Exercise data Start Marker
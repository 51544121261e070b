use std::collections::HashMap;
use std::net::{IpAddr, Ipv4Addr};

use tokio::io::{AsyncReadExt, AsyncWriteExt};
use tokio::net::{TcpListener, TcpStream};
use tokio::task::JoinHandle;

/// Pretends to be a set of CozyLife devices behind one listener.
///
/// Connections whose local address is a key of `devices` get an identify
/// response for that serial; everything else gets `{"msg":{}}`.
pub struct DeviceFleet {
    pub port: u16,
    server: JoinHandle<()>,
}

impl DeviceFleet {
    pub async fn spawn(bind: Ipv4Addr, devices: HashMap<Ipv4Addr, String>) -> anyhow::Result<Self> {
        let listener = TcpListener::bind((bind, 0)).await?;
        let port = listener.local_addr()?.port();

        let server = tokio::spawn(async move {
            while let Ok((socket, _peer)) = listener.accept().await {
                let serial = match socket.local_addr().map(|local| local.ip()) {
                    Ok(IpAddr::V4(local)) => devices.get(&local).cloned(),
                    _ => None,
                };
                tokio::spawn(answer(socket, serial));
            }
        });

        Ok(Self { port, server })
    }
}

impl Drop for DeviceFleet {
    fn drop(&mut self) {
        self.server.abort();
    }
}

async fn answer(mut socket: TcpStream, serial: Option<String>) {
    let mut request = [0u8; 256];
    let Ok(len) = socket.read(&mut request).await else {
        return;
    };
    if !request[..len].ends_with(b"\r\n") {
        return;
    }

    let reply = match serial {
        Some(serial) => format!(
            "{{\"cmd\":0,\"pv\":0,\"sn\":\"1\",\"msg\":{{\"did\":\"{serial}\",\"pid\":\"dj7bvx\",\"mac\":\"a4cf12000001\"}}}}\r\n"
        ),
        None => "{\"msg\":{}}\r\n".to_string(),
    };
    let _ = socket.write_all(reply.as_bytes()).await;
}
Exercise data End Marker
What you will do
This exercise calls for every record above to be written out again exactly.

Answer
repository 51544121261e070b
use std::collections::HashMap;
use std::net::{IpAddr, Ipv4Addr};

use tokio::io::{AsyncReadExt, AsyncWriteExt};
use tokio::net::{TcpListener, TcpStream};
use tokio::task::JoinHandle;

/// Pretends to be a set of CozyLife devices behind one listener.
///
/// Connections whose local address is a key of `devices` get an identify
/// response for that serial; everything else gets `{"msg":{}}`.
pub struct DeviceFleet {
    pub port: u16,
    server: JoinHandle<()>,
}

impl DeviceFleet {
    pub async fn spawn(bind: Ipv4Addr, devices: HashMap<Ipv4Addr, String>) -> anyhow::Result<Self> {
        let listener = TcpListener::bind((bind, 0)).await?;
        let port = listener.local_addr()?.port();

        let server = tokio::spawn(async move {
            while let Ok((socket, _peer)) = listener.accept().await {
                let serial = match socket.local_addr().map(|local| local.ip()) {
                    Ok(IpAddr::V4(local)) => devices.get(&local).cloned(),
                    _ => None,
                };
                tokio::spawn(answer(socket, serial));
            }
        });

        Ok(Self { port, server })
    }
}

impl Drop for DeviceFleet {
    fn drop(&mut self) {
        self.server.abort();
    }
}

async fn answer(mut socket: TcpStream, serial: Option<String>) {
    let mut request = [0u8; 256];
    let Ok(len) = socket.read(&mut request).await else {
        return;
    };
    if !request[..len].ends_with(b"\r\n") {
        return;
    }

    let reply = match serial {
        Some(serial) => format!(
            "{{\"cmd\":0,\"pv\":0,\"sn\":\"1\",\"msg\":{{\"did\":\"{serial}\",\"pid\":\"dj7bvx\",\"mac\":\"a4cf12000001\"}}}}\r\n"
        ),
        None => "{\"msg\":{}}\r\n".to_string(),
    };
    let _ = socket.write_all(reply.as_bytes()).await;
}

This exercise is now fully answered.